Saved data entries:
***

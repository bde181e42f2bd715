//! Substance-name normalization.
//!
//! Maps vendor spellings, cup abbreviations and metabolite names onto
//! [`CanonicalSubstance`] codes. Instant-panel cups and reference-lab reports
//! use different vocabularies, so each has its own table; the lab table is a
//! strict superset and alone covers the 17-panel-only substances.

use std::collections::{BTreeSet, HashMap};
use std::str::FromStr;
use std::sync::LazyLock;

use crate::models::{CanonicalSubstance, CanonicalSubstance as S, ReportKind};

/// Aliases printed on instant-panel cups and dip cards. Lowercase, singular.
const INSTANT_ALIASES: &[(&str, CanonicalSubstance)] = &[
    ("amphetamine", S::Amphetamines),
    ("amp", S::Amphetamines),
    ("methamphetamine", S::Methamphetamine),
    ("met", S::Methamphetamine),
    ("meth", S::Methamphetamine),
    ("mamp", S::Methamphetamine),
    ("mdma", S::Mdma),
    ("ecstasy", S::Mdma),
    ("methylenedioxymethamphetamine", S::Mdma),
    ("xtc", S::Mdma),
    ("benzodiazepine", S::Benzodiazepines),
    ("bzo", S::Benzodiazepines),
    ("benzo", S::Benzodiazepines),
    ("buprenorphine", S::Buprenorphine),
    ("bup", S::Buprenorphine),
    ("cocaine", S::Cocaine),
    ("coc", S::Cocaine),
    ("thc", S::Thc),
    ("marijuana", S::Thc),
    ("cannabinoid", S::Thc),
    ("cannabis", S::Thc),
    ("methadone", S::Methadone),
    ("mtd", S::Methadone),
    ("opiate", S::Opiates),
    ("opi", S::Opiates),
    ("mop", S::Opiates),
    ("morphine", S::Opiates),
    ("oxycodone", S::Oxycodone),
    ("oxy", S::Oxycodone),
    ("tramadol", S::Tramadol),
    ("tml", S::Tramadol),
    ("fentanyl", S::Fentanyl),
    ("fyl", S::Fentanyl),
    ("fen", S::Fentanyl),
    ("tricyclic antidepressant", S::Tricyclics),
    ("tricyclic", S::Tricyclics),
    ("tca", S::Tricyclics),
    ("kratom", S::Kratom),
    ("krat", S::Kratom),
    ("etg", S::Etg),
    ("ethyl glucuronide", S::Etg),
];

/// Reference-lab names that never appear on cups: parent drugs confirmed
/// individually, metabolites, and the 17-panel-only classes.
const LAB_ONLY_ALIASES: &[(&str, CanonicalSubstance)] = &[
    ("phencyclidine", S::Pcp),
    ("pcp", S::Pcp),
    ("barbiturate", S::Barbiturates),
    ("bar", S::Barbiturates),
    ("butalbital", S::Barbiturates),
    ("phenobarbital", S::Barbiturates),
    ("propoxyphene", S::Propoxyphene),
    ("ppx", S::Propoxyphene),
    ("norpropoxyphene", S::Propoxyphene),
    ("benzoylecgonine", S::Cocaine),
    ("cocaine metabolite", S::Cocaine),
    ("marijuana metabolite", S::Thc),
    ("thc metabolite", S::Thc),
    ("thc-cooh", S::Thc),
    ("carboxy-thc", S::Thc),
    ("mitragynine", S::Kratom),
    ("7-hydroxymitragynine", S::Kratom),
    ("norbuprenorphine", S::Buprenorphine),
    ("norfentanyl", S::Fentanyl),
    ("eddp", S::Methadone),
    ("methadone metabolite", S::Methadone),
    ("o-desmethyltramadol", S::Tramadol),
    ("hydrocodone", S::Opiates),
    ("codeine", S::Opiates),
    ("6-monoacetylmorphine", S::Opiates),
    ("6-mam", S::Opiates),
    ("alprazolam", S::Benzodiazepines),
    ("clonazepam", S::Benzodiazepines),
    ("lorazepam", S::Benzodiazepines),
    ("diazepam", S::Benzodiazepines),
    ("nordiazepam", S::Benzodiazepines),
    ("oxazepam", S::Benzodiazepines),
    ("temazepam", S::Benzodiazepines),
    ("amitriptyline", S::Tricyclics),
    ("nortriptyline", S::Tricyclics),
    ("mda", S::Mdma),
];

const PANEL_11: &[CanonicalSubstance] = &[
    S::Amphetamines,
    S::Methamphetamine,
    S::Mdma,
    S::Benzodiazepines,
    S::Buprenorphine,
    S::Cocaine,
    S::Thc,
    S::Methadone,
    S::Opiates,
    S::Oxycodone,
    S::Tramadol,
];

const PANEL_17: &[CanonicalSubstance] = &[
    S::Amphetamines,
    S::Methamphetamine,
    S::Mdma,
    S::Benzodiazepines,
    S::Buprenorphine,
    S::Cocaine,
    S::Thc,
    S::Methadone,
    S::Opiates,
    S::Oxycodone,
    S::Tramadol,
    S::Barbiturates,
    S::Pcp,
    S::Propoxyphene,
    S::Fentanyl,
    S::Tricyclics,
    S::Kratom,
];

const ETG_PANEL: &[CanonicalSubstance] = &[
    S::Amphetamines,
    S::Methamphetamine,
    S::Mdma,
    S::Benzodiazepines,
    S::Buprenorphine,
    S::Cocaine,
    S::Thc,
    S::Methadone,
    S::Opiates,
    S::Oxycodone,
    S::Tramadol,
    S::Etg,
];

const INSTANT_PANEL: &[CanonicalSubstance] = &[
    S::Amphetamines,
    S::Methamphetamine,
    S::Mdma,
    S::Benzodiazepines,
    S::Buprenorphine,
    S::Cocaine,
    S::Thc,
    S::Methadone,
    S::Opiates,
    S::Oxycodone,
    S::Tramadol,
    S::Fentanyl,
    S::Tricyclics,
    S::Kratom,
    S::Etg,
];

/// Substances a report of the given kind reports on.
pub fn panel_substances(kind: ReportKind) -> &'static [CanonicalSubstance] {
    match kind {
        ReportKind::InstantPanel => INSTANT_PANEL,
        ReportKind::Panel11 => PANEL_11,
        ReportKind::Panel17 => PANEL_17,
        ReportKind::EtgPanel => ETG_PANEL,
    }
}

static INSTANT_MAP: LazyLock<HashMap<&'static str, CanonicalSubstance>> =
    LazyLock::new(|| INSTANT_ALIASES.iter().copied().collect());

static LAB_MAP: LazyLock<HashMap<&'static str, CanonicalSubstance>> = LazyLock::new(|| {
    INSTANT_ALIASES
        .iter()
        .chain(LAB_ONLY_ALIASES)
        .copied()
        .collect()
});

/// Alias table a lookup runs against.
#[derive(Debug, Clone, Copy, PartialEq, Eq, Hash)]
pub enum SubstanceTable {
    InstantPanel,
    LabPanel,
}

impl SubstanceTable {
    pub fn for_kind(kind: ReportKind) -> Self {
        if kind.is_lab_panel() {
            Self::LabPanel
        } else {
            Self::InstantPanel
        }
    }

    /// Raw `(alias, code)` entries, in table order.
    pub fn entries(&self) -> impl Iterator<Item = (&'static str, CanonicalSubstance)> {
        let lab_only: &'static [(&'static str, CanonicalSubstance)] = match self {
            Self::InstantPanel => &[],
            Self::LabPanel => LAB_ONLY_ALIASES,
        };
        INSTANT_ALIASES.iter().chain(lab_only).copied()
    }

    fn map(&self) -> &'static HashMap<&'static str, CanonicalSubstance> {
        match self {
            Self::InstantPanel => &INSTANT_MAP,
            Self::LabPanel => &LAB_MAP,
        }
    }

    /// Every code at least one alias in this table maps to.
    pub fn covered(&self) -> BTreeSet<CanonicalSubstance> {
        self.entries().map(|(_, code)| code).collect()
    }

    pub fn covers(&self, substance: CanonicalSubstance) -> bool {
        self.entries().any(|(_, code)| code == substance)
    }

    /// Aliases that map to `substance`, in table order.
    pub fn aliases_for(
        &self,
        substance: CanonicalSubstance,
    ) -> impl Iterator<Item = &'static str> {
        self.entries()
            .filter(move |(_, code)| *code == substance)
            .map(|(alias, _)| alias)
    }

    /// Normalize a raw substance name to its canonical code.
    ///
    /// Case-insensitive. Tries the whole name, then the text outside a
    /// parenthetical, then the parenthetical itself ("Ecstasy (MDMA)"), each
    /// with singular/plural variants. A canonical code name covered by this
    /// table normalizes to itself. Unknown names yield `None`; whether that
    /// matters is the caller's call.
    pub fn normalize(&self, raw: &str) -> Option<CanonicalSubstance> {
        let key = clean_key(raw);
        if key.is_empty() {
            return None;
        }

        candidate_keys(&key)
            .iter()
            .find_map(|candidate| self.lookup_with_plurals(candidate))
    }

    fn lookup_with_plurals(&self, key: &str) -> Option<CanonicalSubstance> {
        let map = self.map();
        if let Some(code) = map.get(key) {
            return Some(*code);
        }
        if let Some(singular) = key.strip_suffix('s') {
            if let Some(code) = map.get(singular) {
                return Some(*code);
            }
        }
        CanonicalSubstance::from_str(key)
            .ok()
            .filter(|code| self.covers(*code))
    }
}

/// Lowercase, collapse whitespace, drop trailing footnote markers and colons.
fn clean_key(raw: &str) -> String {
    raw.split_whitespace()
        .collect::<Vec<_>>()
        .join(" ")
        .to_lowercase()
        .trim_end_matches(['*', ':', ' '])
        .trim_start_matches(['*', ' '])
        .to_string()
}

/// Whole key first, then outside-the-parens, then inside-the-parens.
fn candidate_keys(key: &str) -> Vec<String> {
    let mut candidates = vec![key.to_string()];
    if let (Some(open), Some(close)) = (key.find('('), key.rfind(')')) {
        if open < close {
            let outside = format!("{} {}", &key[..open], &key[close + 1..]);
            let outside = outside.split_whitespace().collect::<Vec<_>>().join(" ");
            let inside = key[open + 1..close].trim().to_string();
            for candidate in [outside, inside] {
                if !candidate.is_empty() && !candidates.contains(&candidate) {
                    candidates.push(candidate);
                }
            }
        }
    }
    candidates
}

/// Case-insensitive, word-bounded regex source for an alias, allowing a
/// plural `s` and any run of whitespace between words.
pub fn alias_pattern(alias: &str) -> String {
    let words: Vec<String> = alias.split_whitespace().map(regex::escape).collect();
    format!(r"(?i)\b{}s?\b", words.join(r"\s+"))
}

#[cfg(test)]
mod tests {
    use super::*;
    use std::collections::HashSet;

    #[test]
    fn instant_names_normalize() {
        let t = SubstanceTable::InstantPanel;
        assert_eq!(t.normalize("Amphetamine"), Some(S::Amphetamines));
        assert_eq!(t.normalize("AMPHETAMINES"), Some(S::Amphetamines));
        assert_eq!(t.normalize("Marijuana (THC)"), Some(S::Thc));
        assert_eq!(t.normalize("Oxycodone (OXY)*"), Some(S::Oxycodone));
        assert_eq!(t.normalize("  Benzodiazepines:  "), Some(S::Benzodiazepines));
    }

    #[test]
    fn parenthetical_alias_resolves() {
        let t = SubstanceTable::InstantPanel;
        assert_eq!(
            t.normalize("Methylenedioxymethamphetamine (MDMA)"),
            Some(S::Mdma)
        );
        // Outer name unknown, parenthetical known.
        assert_eq!(t.normalize("Molly (MDMA)"), Some(S::Mdma));
    }

    #[test]
    fn lab_spellings_normalize() {
        let t = SubstanceTable::LabPanel;
        assert_eq!(t.normalize("Mitragynine"), Some(S::Kratom));
        assert_eq!(t.normalize("Benzoylecgonine"), Some(S::Cocaine));
        assert_eq!(t.normalize("Cocaine Metabolite"), Some(S::Cocaine));
        assert_eq!(t.normalize("THC-COOH"), Some(S::Thc));
        assert_eq!(t.normalize("Phencyclidine"), Some(S::Pcp));
        assert_eq!(t.normalize("Barbiturates"), Some(S::Barbiturates));
    }

    #[test]
    fn seventeen_panel_substances_are_lab_only() {
        let instant = SubstanceTable::InstantPanel;
        assert_eq!(instant.normalize("Phencyclidine"), None);
        assert_eq!(instant.normalize("Barbiturates"), None);
        assert_eq!(instant.normalize("Propoxyphene"), None);
        assert_eq!(instant.normalize("pcp"), None);
    }

    #[test]
    fn unknown_names_yield_none() {
        let t = SubstanceTable::LabPanel;
        assert_eq!(t.normalize("Creatinine"), None);
        assert_eq!(t.normalize(""), None);
        assert_eq!(t.normalize("***"), None);
    }

    #[test]
    fn canonical_codes_normalize_to_themselves() {
        for table in [SubstanceTable::InstantPanel, SubstanceTable::LabPanel] {
            for code in table.covered() {
                assert_eq!(table.normalize(code.as_str()), Some(code), "{table:?} {code}");
            }
        }
    }

    #[test]
    fn no_alias_maps_to_two_codes() {
        for table in [SubstanceTable::InstantPanel, SubstanceTable::LabPanel] {
            let mut seen = HashSet::new();
            for (alias, _) in table.entries() {
                assert!(seen.insert(alias), "{table:?}: duplicate alias '{alias}'");
            }
        }
    }

    #[test]
    fn aliases_are_lowercase_and_trimmed() {
        for (alias, _) in SubstanceTable::LabPanel.entries() {
            assert_eq!(alias, clean_key(alias), "alias '{alias}' is not in key form");
        }
    }

    #[test]
    fn tables_cover_their_panels() {
        // Surjectivity: every substance a panel reports has an alias.
        for kind in ReportKind::VARIANTS {
            let table = SubstanceTable::for_kind(*kind);
            for substance in panel_substances(*kind) {
                assert!(table.covers(*substance), "{kind}: {substance} has no alias");
                assert!(table.aliases_for(*substance).next().is_some());
            }
        }
    }

    #[test]
    fn tables_cover_nothing_beyond_their_panels() {
        let instant: BTreeSet<_> = panel_substances(ReportKind::InstantPanel)
            .iter()
            .copied()
            .collect();
        assert_eq!(SubstanceTable::InstantPanel.covered(), instant);

        let lab: BTreeSet<_> = [ReportKind::Panel11, ReportKind::Panel17, ReportKind::EtgPanel]
            .into_iter()
            .flat_map(|k| panel_substances(k).iter().copied())
            .collect();
        assert_eq!(SubstanceTable::LabPanel.covered(), lab);
    }

    #[test]
    fn lab_table_is_superset_of_instant() {
        let instant = SubstanceTable::InstantPanel.covered();
        let lab = SubstanceTable::LabPanel.covered();
        assert!(lab.is_superset(&instant));
        for only in [S::Pcp, S::Barbiturates, S::Propoxyphene] {
            assert!(lab.contains(&only) && !instant.contains(&only));
        }
    }

    #[test]
    fn sentinel_is_never_covered() {
        assert!(!SubstanceTable::LabPanel.covers(S::None));
        assert_eq!(SubstanceTable::LabPanel.normalize("none"), None);
    }

    #[test]
    fn panel_sizes_match_names() {
        assert_eq!(panel_substances(ReportKind::Panel11).len(), 11);
        assert_eq!(panel_substances(ReportKind::Panel17).len(), 17);
    }

    #[test]
    fn alias_pattern_is_word_bounded() {
        let re = regex::Regex::new(&alias_pattern("amphetamine")).unwrap();
        assert!(re.is_match("Amphetamines  Negative"));
        assert!(!re.is_match("Methamphetamine Negative"));

        let re = regex::Regex::new(&alias_pattern("cocaine metabolite")).unwrap();
        assert!(re.is_match("COCAINE   METABOLITE  POSITIVE"));

        let re = regex::Regex::new(&alias_pattern("thc-cooh")).unwrap();
        assert!(re.is_match("THC-COOH LC-MS/MS 15 ng/mL 42"));
    }

    mod proptest_tests {
        use super::*;
        use proptest::prelude::*;

        fn lab_alias() -> impl Strategy<Value = (&'static str, CanonicalSubstance)> {
            proptest::sample::select(SubstanceTable::LabPanel.entries().collect::<Vec<_>>())
        }

        proptest! {
            /// Any listed alias normalizes to its code, and the code re-normalizes to itself.
            #[test]
            fn alias_normalization_is_idempotent((alias, code) in lab_alias()) {
                let table = SubstanceTable::LabPanel;
                let first = table.normalize(alias);
                prop_assert_eq!(first, Some(code));
                let again = table.normalize(code.as_str());
                prop_assert_eq!(again, Some(code));
            }

            /// Case and surrounding noise never change the result.
            #[test]
            fn normalization_ignores_case_and_padding(
                (alias, code) in lab_alias(),
                upper in any::<bool>(),
                pad in 0usize..4,
            ) {
                let text = if upper { alias.to_uppercase() } else { alias.to_string() };
                let raw = format!("{}{}{}", " ".repeat(pad), text, "*");
                prop_assert_eq!(SubstanceTable::LabPanel.normalize(&raw), Some(code));
            }
        }
    }
}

***

▶ [DIRECTIONS FOR THIS TASK]
Set down each line exactly as it appears, starting at the top of the data and ending at the line containing "the 17-panel-only classes.", and include no other lines.

▶ [TASK RESULT]
repository bde181e42f2bd715
//! Substance-name normalization.
//!
//! Maps vendor spellings, cup abbreviations and metabolite names onto
//! [`CanonicalSubstance`] codes. Instant-panel cups and reference-lab reports
//! use different vocabularies, so each has its own table; the lab table is a
//! strict superset and alone covers the 17-panel-only substances.

use std::collections::{BTreeSet, HashMap};
use std::str::FromStr;
use std::sync::LazyLock;

use crate::models::{CanonicalSubstance, CanonicalSubstance as S, ReportKind};

/// Aliases printed on instant-panel cups and dip cards. Lowercase, singular.
const INSTANT_ALIASES: &[(&str, CanonicalSubstance)] = &[
    ("amphetamine", S::Amphetamines),
    ("amp", S::Amphetamines),
    ("methamphetamine", S::Methamphetamine),
    ("met", S::Methamphetamine),
    ("meth", S::Methamphetamine),
    ("mamp", S::Methamphetamine),
    ("mdma", S::Mdma),
    ("ecstasy", S::Mdma),
    ("methylenedioxymethamphetamine", S::Mdma),
    ("xtc", S::Mdma),
    ("benzodiazepine", S::Benzodiazepines),
    ("bzo", S::Benzodiazepines),
    ("benzo", S::Benzodiazepines),
    ("buprenorphine", S::Buprenorphine),
    ("bup", S::Buprenorphine),
    ("cocaine", S::Cocaine),
    ("coc", S::Cocaine),
    ("thc", S::Thc),
    ("marijuana", S::Thc),
    ("cannabinoid", S::Thc),
    ("cannabis", S::Thc),
    ("methadone", S::Methadone),
    ("mtd", S::Methadone),
    ("opiate", S::Opiates),
    ("opi", S::Opiates),
    ("mop", S::Opiates),
    ("morphine", S::Opiates),
    ("oxycodone", S::Oxycodone),
    ("oxy", S::Oxycodone),
    ("tramadol", S::Tramadol),
    ("tml", S::Tramadol),
    ("fentanyl", S::Fentanyl),
    ("fyl", S::Fentanyl),
    ("fen", S::Fentanyl),
    ("tricyclic antidepressant", S::Tricyclics),
    ("tricyclic", S::Tricyclics),
    ("tca", S::Tricyclics),
    ("kratom", S::Kratom),
    ("krat", S::Kratom),
    ("etg", S::Etg),
    ("ethyl glucuronide", S::Etg),
];

/// Reference-lab names that never appear on cups: parent drugs confirmed
/// individually, metabolites, and the 17-panel-only classes.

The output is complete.